By Christopher Allen - & Shannon Appelcline - with the the help of the #RebootingWebOfTrust Community

The Rebooting Web of Trust Designshop reimagines the models that we use for privacy, security and transparency on the Internet. We wish to move away from the problems created by the centralization of trust on the Internet — though centralized authorities such as Certificate Authorities and DNS Registrars — and instead implement peer-to-peer based systems, as inspired by the classic PGP and the more recent peer-to-peer decentralized tools such as Bitcoin.

However, both centralized authority-based services as well as peer-to-peer decentralized security have their own challenges. Identifying these pain points and solving them is one of the main ways that we can successfully create a new Web of Trust.

Pain Points of Authorities

Individual DNS Registrars and Certificate Authorities (CAs) offer examples of centralized authorities of trust on the Internet — and they also offer examples of problems with that centralization as well. Anyone who has tried to move a domain or renew a certificate can personally identify many of the pain points in these systems. Though these examples are drawn from the specifics of CAs and registrars, they're mostly pain points for any sort of authority.

Purchase Pain

Authorities are bureaucratic. Certificates and domains are crucial parts of doing business on the internet. Unfortunately, that importance isn’t represented in many authorities’ business models. It might take days or weeks to move a domain or to acquire an extended validation certificate.

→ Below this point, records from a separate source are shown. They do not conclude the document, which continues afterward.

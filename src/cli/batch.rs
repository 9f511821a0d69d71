//! Batch command implementation

use super::analyze::render_table;
use super::OutputFormat;
use crate::batch::{BatchAnalyzer, BatchReport, CandidatePair, JudgedPair, PairFailure, StaticJudgments};
use crate::config::Config;
use crate::engine::CorrelationEngine;
use crate::market::{Market, MarketSnapshot};
use clap::Args;
use serde::Deserialize;
use std::collections::HashMap;
use std::path::PathBuf;

#[derive(Args, Debug)]
pub struct BatchArgs {
    /// JSON file with `markets` snapshots and judged `pairs`
    pub input: PathBuf,

    /// Override the configured concurrency limit
    #[arg(long)]
    pub concurrency: Option<usize>,

    /// Output format
    #[arg(long, value_enum, default_value = "json")]
    pub format: OutputFormat,
}

/// Batch input file
#[derive(Debug, Deserialize)]
struct BatchInput {
    markets: Vec<MarketSnapshot>,
    pairs: Vec<JudgedPair>,
}

impl BatchArgs {
    pub async fn execute(&self, config: &Config) -> anyhow::Result<()> {
        let engine = CorrelationEngine::from_config(config)?;

        let content = std::fs::read_to_string(&self.input)?;
        let input: BatchInput = serde_json::from_str(&content)?;
        let (candidates, mut failures) =
            build_candidates(input.markets, &input.pairs, config.model.proxy_volatility);
        let judgments: StaticJudgments = input.pairs.into_iter().collect();

        let concurrency = self.concurrency.unwrap_or(config.batch.max_concurrency);
        let mut report = BatchAnalyzer::new(&engine, &judgments, concurrency)
            .run(candidates)
            .await;
        report.failures.append(&mut failures);
        report
            .failures
            .sort_by(|a, b| (&a.market1_id, &a.market2_id).cmp(&(&b.market1_id, &b.market2_id)));

        self.print(&report)
    }

    fn print(&self, report: &BatchReport) -> anyhow::Result<()> {
        match self.format {
            OutputFormat::Json => println!("{}", serde_json::to_string_pretty(report)?),
            OutputFormat::Table => {
                for analysis in &report.analyses {
                    println!("{}", render_table(analysis));
                }
                for failure in &report.failures {
                    println!(
                        "FAILED {} <-> {}: {}",
                        failure.market1_id, failure.market2_id, failure.reason
                    );
                }
            }
        }
        Ok(())
    }
}

/// Resolve judged pairs against the market set
///
/// Markets with malformed snapshots are excluded; pairs that reference them
/// or unknown ids become failures.
fn build_candidates(
    snapshots: Vec<MarketSnapshot>,
    pairs: &[JudgedPair],
    proxy_volatility: bool,
) -> (Vec<CandidatePair>, Vec<PairFailure>) {
    let mut markets: HashMap<String, Result<Market, String>> = HashMap::new();
    for snapshot in snapshots {
        let id = snapshot.id.clone();
        let market = snapshot.into_market(proxy_volatility).map_err(|e| {
            tracing::warn!(market = %id, error = %e, "Excluding malformed market");
            e.to_string()
        });
        markets.insert(id, market);
    }

    let lookup = |id: &str| match markets.get(id) {
        Some(Ok(market)) => Ok(market.clone()),
        Some(Err(reason)) => Err(reason.clone()),
        None => Err(format!("unknown market {id}")),
    };

    let mut candidates = Vec::new();
    let mut failures = Vec::new();
    for pair in pairs {
        match (lookup(&pair.market1), lookup(&pair.market2)) {
            (Ok(m1), Ok(m2)) => candidates.push(CandidatePair::new(m1, m2)),
            (Err(reason), _) | (_, Err(reason)) => failures.push(PairFailure {
                market1_id: pair.market1.clone(),
                market2_id: pair.market2.clone(),
                reason,
            }),
        }
    }
    (candidates, failures)
}

#[cfg(test)]
mod tests {
    use super::*;

    #[test]
    fn test_build_candidates() {
        let input: BatchInput = serde_json::from_str(
            r#"{
                "markets": [
                    {"id": "a", "outcomePrices": [0.6, 0.4]},
                    {"id": "b", "outcomePrices": [0.3, 0.7]},
                    {"id": "broken", "outcomePrices": [1.4, -0.4]}
                ],
                "pairs": [
                    {"market1": "a", "market2": "b", "correlation": 0.5, "similarity": 0.5},
                    {"market1": "a", "market2": "broken", "correlation": 0.5, "similarity": 0.5},
                    {"market1": "a", "market2": "ghost", "correlation": 0.5, "similarity": 0.5}
                ]
            }"#,
        )
        .unwrap();

        let (candidates, failures) = build_candidates(input.markets, &input.pairs, false);
        assert_eq!(candidates.len(), 1);
        assert_eq!(candidates[0].market2.id, "b");
        assert_eq!(failures.len(), 2);
        assert!(failures[0].reason.contains("Invalid market broken"));
        assert_eq!(failures[1].reason, "unknown market ghost");
    }
}
//! Expected value aggregation
//!
//! Combines joint probabilities and scenario payoffs into the expected
//! profit, stake, best and worst case of each position combination.

use crate::model::{JointProbabilities, Scenario, ScenarioValues, PROBABILITY_TOLERANCE};
use crate::payoff::{scenario_payoffs, PositionCombo, Side};
use serde::{Deserialize, Serialize};
use std::cmp::Ordering;

/// Expected values closer than this are treated as tied
pub const EV_TIE_TOLERANCE: f64 = 1e-9;

/// Valuation of one position combination on a market pair
#[derive(Debug, Clone, Copy, PartialEq, Serialize, Deserialize)]
pub struct ExpectedValueResult {
    /// Positions held on market1 and market2
    pub combo: PositionCombo,
    /// Expected profit, sum of probability times payoff over the scenarios
    pub expected_value: f64,
    /// Price paid for both legs
    pub total_stake: f64,
    /// Expected profit per unit of stake
    pub return_on_stake: f64,
    /// Joint probability per scenario
    pub probabilities: JointProbabilities,
    /// Combined payoff per scenario
    pub payoffs: ScenarioValues,
    /// Highest scenario payoff
    pub best_case: f64,
    /// Lowest scenario payoff
    pub worst_case: f64,
    /// Lowest payoff among scenarios with non-negligible probability
    pub reachable_worst_case: f64,
    /// YES price of market1
    pub market1_price: f64,
    /// YES price of market2
    pub market2_price: f64,
    /// Correlation coefficient used for the joint probabilities
    pub correlation_used: f64,
}

impl ExpectedValueResult {
    /// Worst reachable loss per unit of stake, weighted by the probability
    /// of landing in a worst-case scenario
    ///
    /// 0 when nothing is at risk. A full-stake loss that is certain scores 1;
    /// the same loss in a 20% tail scores 0.2.
    pub fn loss_fraction(&self) -> f64 {
        let loss = (-self.reachable_worst_case).max(0.0);
        if self.total_stake <= 0.0 || loss == 0.0 {
            return 0.0;
        }
        let worst_probability: f64 = Scenario::ALL
            .iter()
            .filter(|s| {
                (self.payoffs.get(**s) - self.reachable_worst_case).abs() <= EV_TIE_TOLERANCE
            })
            .map(|s| self.probabilities.get(*s))
            .sum();
        (loss / self.total_stake * worst_probability).min(1.0)
    }
}

/// Probability-weighted payoff
pub fn expected_value(probabilities: &JointProbabilities, payoffs: &ScenarioValues) -> f64 {
    probabilities
        .to_array()
        .iter()
        .zip(payoffs.to_array().iter())
        .map(|(p, v)| p * v)
        .sum()
}

/// Value one position combination
pub fn evaluate(
    combo: PositionCombo,
    p1: f64,
    p2: f64,
    correlation: f64,
    probabilities: JointProbabilities,
) -> ExpectedValueResult {
    let payoffs = scenario_payoffs(combo, p1, p2);
    let ev = expected_value(&probabilities, &payoffs);
    let total_stake = combo.stake(p1, p2);

    let values = payoffs.to_array();
    let best_case = values.iter().copied().fold(f64::NEG_INFINITY, f64::max);
    let worst_case = values.iter().copied().fold(f64::INFINITY, f64::min);
    let reachable_worst_case = probabilities
        .to_array()
        .iter()
        .zip(values.iter())
        .filter(|(p, _)| **p > PROBABILITY_TOLERANCE)
        .map(|(_, v)| *v)
        .fold(f64::INFINITY, f64::min);

    ExpectedValueResult {
        combo,
        expected_value: ev,
        total_stake,
        return_on_stake: if total_stake > 0.0 { ev / total_stake } else { 0.0 },
        probabilities,
        payoffs,
        best_case,
        worst_case,
        // Only reachable when every cell is below tolerance, which stabilize() rules out
        reachable_worst_case: if reachable_worst_case.is_finite() {
            reachable_worst_case
        } else {
            worst_case
        },
        market1_price: p1,
        market2_price: p2,
        correlation_used: correlation,
    }
}

/// Value all four combinations, ranked best first
pub fn evaluate_all(
    p1: f64,
    p2: f64,
    correlation: f64,
    probabilities: JointProbabilities,
) -> [ExpectedValueResult; 4] {
    let mut results =
        PositionCombo::ALL.map(|combo| evaluate(combo, p1, p2, correlation, probabilities));
    results.sort_by(compare_candidates);
    results
}

/// Pick the recommended combination
///
/// Highest expected value wins; near-ties go to the lower stake, then to the
/// lexically smaller combination label.
pub fn select_best(results: &[ExpectedValueResult]) -> Option<&ExpectedValueResult> {
    results.iter().min_by(|a, b| compare_candidates(a, b))
}

fn compare_candidates(a: &ExpectedValueResult, b: &ExpectedValueResult) -> Ordering {
    quantize(b.expected_value)
        .total_cmp(&quantize(a.expected_value))
        .then_with(|| quantize(a.total_stake).total_cmp(&quantize(b.total_stake)))
        .then_with(|| a.combo.label().cmp(&b.combo.label()))
}

/// Snap to the tie tolerance grid so near-equal values compare equal and the
/// ordering stays transitive
fn quantize(value: f64) -> f64 {
    // + 0.0 folds -0.0 into 0.0, which total_cmp would otherwise order apart
    (value / EV_TIE_TOLERANCE).round() + 0.0
}

/// Model edge of each single leg: win probability minus price paid
#[derive(Debug, Clone, Copy, PartialEq, Serialize, Deserialize)]
pub struct LegEdges {
    pub yes_market1: f64,
    pub no_market1: f64,
    pub yes_market2: f64,
    pub no_market2: f64,
}

impl LegEdges {
    /// The single leg with the largest edge
    pub fn best(&self) -> (Side, usize, f64) {
        [
            (Side::Yes, 1, self.yes_market1),
            (Side::No, 1, self.no_market1),
            (Side::Yes, 2, self.yes_market2),
            (Side::No, 2, self.no_market2),
        ]
        .into_iter()
        .fold((Side::Yes, 1, f64::NEG_INFINITY), |best, leg| {
            if leg.2 > best.2 + EV_TIE_TOLERANCE {
                leg
            } else {
                best
            }
        })
    }
}

/// Per-leg edges under the joint model
pub fn leg_edges(p1: f64, p2: f64, probabilities: &JointProbabilities) -> LegEdges {
    let q1 = probabilities.market1_yes();
    let q2 = probabilities.market2_yes();
    LegEdges {
        yes_market1: q1 - p1,
        no_market1: (1.0 - q1) - (1.0 - p1),
        yes_market2: q2 - p2,
        no_market2: (1.0 - q2) - (1.0 - p2),
    }
}

#[cfg(test)]
mod tests {
    use super::*;
    use crate::model::joint_probabilities;

    fn worked_example() -> [ExpectedValueResult; 4] {
        let probs = joint_probabilities(0.815, 0.18, 0.9).unwrap();
        evaluate_all(0.815, 0.18, 0.9, probs)
    }

    #[test]
    fn test_expected_value_sum() {
        let probs = ScenarioValues::from_array([0.25, 0.25, 0.25, 0.25]);
        let payoffs = ScenarioValues::from_array([1.0, -1.0, 2.0, 0.0]);
        assert!((expected_value(&probs, &payoffs) - 0.5).abs() < 1e-12);
    }

    #[test]
    fn test_worked_example_recommendation() {
        let results = worked_example();
        let best = select_best(&results).unwrap();
        assert_eq!(best.combo, PositionCombo::new(Side::No, Side::Yes));
        assert!((best.total_stake - 0.365).abs() < 1e-9);
        assert!((best.best_case - 1.635).abs() < 1e-9);
        assert!((best.worst_case + 0.365).abs() < 1e-9);
        assert!(best.expected_value.abs() < 1e-9);
    }

    #[test]
    fn test_ranked_order_matches_selection() {
        let results = worked_example();
        assert_eq!(results.len(), 4);
        assert_eq!(&results[0], select_best(&results).unwrap());
        // All combos tie at zero EV, so stake decides
        for pair in results.windows(2) {
            assert!(pair[0].total_stake <= pair[1].total_stake + EV_TIE_TOLERANCE);
        }
    }

    #[test]
    fn test_ev_reproducible_from_vectors() {
        for result in worked_example() {
            let recomputed: f64 = crate::model::Scenario::ALL
                .iter()
                .map(|s| result.probabilities.get(*s) * result.payoffs.get(*s))
                .sum();
            assert_eq!(recomputed, result.expected_value);
        }
    }

    #[test]
    fn test_higher_ev_beats_lower_stake() {
        let probs = ScenarioValues::from_array([0.7, 0.1, 0.1, 0.1]);
        // Model says both YES far more likely than prices imply
        let results = evaluate_all(0.3, 0.3, 0.5, probs);
        let best = select_best(&results).unwrap();
        assert_eq!(best.combo, PositionCombo::new(Side::Yes, Side::Yes));
        assert!(best.expected_value > 0.0);
    }

    #[test]
    fn test_lexical_tie_break() {
        // Symmetric prices: YES/NO and NO/YES share stake and EV
        let probs = joint_probabilities(0.5, 0.5, 0.0).unwrap();
        let results = evaluate_all(0.5, 0.5, 0.0, probs);
        let best = select_best(&results).unwrap();
        assert_eq!(best.combo.label(), "NO/NO");
    }

    #[test]
    fn test_reachable_worst_case_on_perfect_hedge() {
        let probs = joint_probabilities(0.4, 0.4, 1.0).unwrap();
        let hedge = evaluate(PositionCombo::new(Side::Yes, Side::No), 0.4, 0.4, 1.0, probs);
        assert!((hedge.worst_case + 1.0).abs() < 1e-9);
        assert!(hedge.reachable_worst_case.abs() < 1e-9);
        assert!(hedge.loss_fraction() < 1e-9);
    }

    #[test]
    fn test_leg_edges_zero_without_clamping() {
        let probs = joint_probabilities(0.6, 0.3, 0.4).unwrap();
        let edges = leg_edges(0.6, 0.3, &probs);
        assert!(edges.yes_market1.abs() < 1e-9);
        assert!(edges.no_market2.abs() < 1e-9);
    }

    #[test]
    fn test_leg_edges_best() {
        let probs = ScenarioValues::from_array([0.5, 0.2, 0.1, 0.2]);
        let edges = leg_edges(0.5, 0.5, &probs);
        // market1 YES is 0.7 under the model against a 0.5 price
        let (side, market, edge) = edges.best();
        assert_eq!((side, market), (Side::Yes, 1));
        assert!((edge - 0.2).abs() < 1e-9);
    }

    #[test]
    fn test_loss_fraction_weights_worst_case_by_probability() {
        let results = worked_example();
        // NO/YES loses its whole 0.365 stake only when market1 YES and
        // market2 NO, which the model puts at 0.635
        assert!((results[0].loss_fraction() - 0.635).abs() < 1e-9);

        let probs = joint_probabilities(0.1, 0.1, 0.0).unwrap();
        let longshot = evaluate(PositionCombo::new(Side::Yes, Side::Yes), 0.1, 0.1, 0.0, probs);
        assert!((longshot.loss_fraction() - 0.81).abs() < 1e-9);
    }

    #[test]
    fn test_near_ties_order_consistently() {
        let base = worked_example()[0];
        let candidates = [
            ExpectedValueResult {
                combo: PositionCombo::new(Side::Yes, Side::Yes),
                expected_value: 0.0,
                total_stake: 0.5,
                ..base
            },
            ExpectedValueResult {
                combo: PositionCombo::new(Side::Yes, Side::No),
                expected_value: 0.6e-9,
                total_stake: 0.7,
                ..base
            },
            ExpectedValueResult {
                combo: PositionCombo::new(Side::No, Side::Yes),
                expected_value: 1.2e-9,
                total_stake: 0.9,
                ..base
            },
        ];

        let orders = [[0, 1, 2], [0, 2, 1], [1, 0, 2], [1, 2, 0], [2, 0, 1], [2, 1, 0]];
        let mut winners = Vec::new();
        for order in orders {
            let mut shuffled: Vec<ExpectedValueResult> =
                order.iter().map(|i| candidates[*i]).collect();
            let best = *select_best(&shuffled).unwrap();
            shuffled.sort_by(compare_candidates);
            assert_eq!(shuffled[0], best);
            winners.push(best.combo);
        }
        assert!(winners.iter().all(|combo| *combo == winners[0]));
    }
}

The process also tends to be non-transparent and customer support is often limited or non-existent.

    Pain Points: temporary lose of services (customers), wasted time (customers)

(This is a pain point that’s improved in recent years, thanks to increased automation, but that’s in turn led to other problems.)

Authorities are incentivized toward profit, not service. The centralization of trust in online authorities requires the creation of independent infrastructure, and that has a cost. As a result, most CAs and registrars are looking for a return on their investment. Unfortunately, the drive to maximize profit by increasing price and lowering operational costs has repercussions that cause pain for customers.

To start with, putting any price on a certificate or record only increases security by a small amount, based on the frictional cost of the fee. However, authorities also try to oversell their customers. Purchasing or renewing a domain name is an obstacle course where you have to constantly dodge past add-ons and extensions that the registrars try to make sound required and obvious. Meanwhile, CAs offer arbitrary lists of varying costs items without much explanation; the widely disparate prices at different CAs makes things even more confusing.

    Pain Points: confusing products (customers), decision fatigue (customers), unnecessary sales (customers)

Profit-motivated Authorities fail to offer follow-up services as promised. After they’ve sold their products authorities often become very reluctant to provide follow-up services, because they no longer have a profit incentive. Many CAs don’t properly revoke certificates, while domain registrars won’t transfer domains without extensive bureaucratic wrangling. Getting CAs to reissue certificates was also a problem until recent issues with Heartbleed and SHA1, but even now only some CAs make this sort of reissuance easy.

    Pain Points: poor follow-up support from authorities (administrators, customers)

Authorities overly bundle services. Even when they only manage to sell you a single product, authorities still tend to bundle numerous services together that do not necessarily belong together. CAs offer the best example. The main purpose of a certificate in the world of Internet commerce is to protect against man-in-the-middle attacks. However, CAs also prevent Sybil attacks with the friction they introduce due to monetary and time costs. CAs also bundle certification and validation into their products. Finally, CAs accept revocation requests and distribute that information to others. Not all of these services need to be bundled together.

Bundling so many different services increases the costs of certificates and simultaneously reduces the time and effort being spent on the real security issues.

    Pain Points: unnecessary cost (customers)

Authorities’ additional offerings don’t necessarily increase security. Thanks in large part to the profit motivation of authorities, administrators forced to purchase certificates often feel like they’re being scammed. And, there’s real support for their belief: for many years CA verification were based on little more than a phone call and some simple information look-up. The result was a process that some administrators saw as near pointless and not contributing to security. It felt like authorities were doing the least possible to achieve certification, which defeated the purpose.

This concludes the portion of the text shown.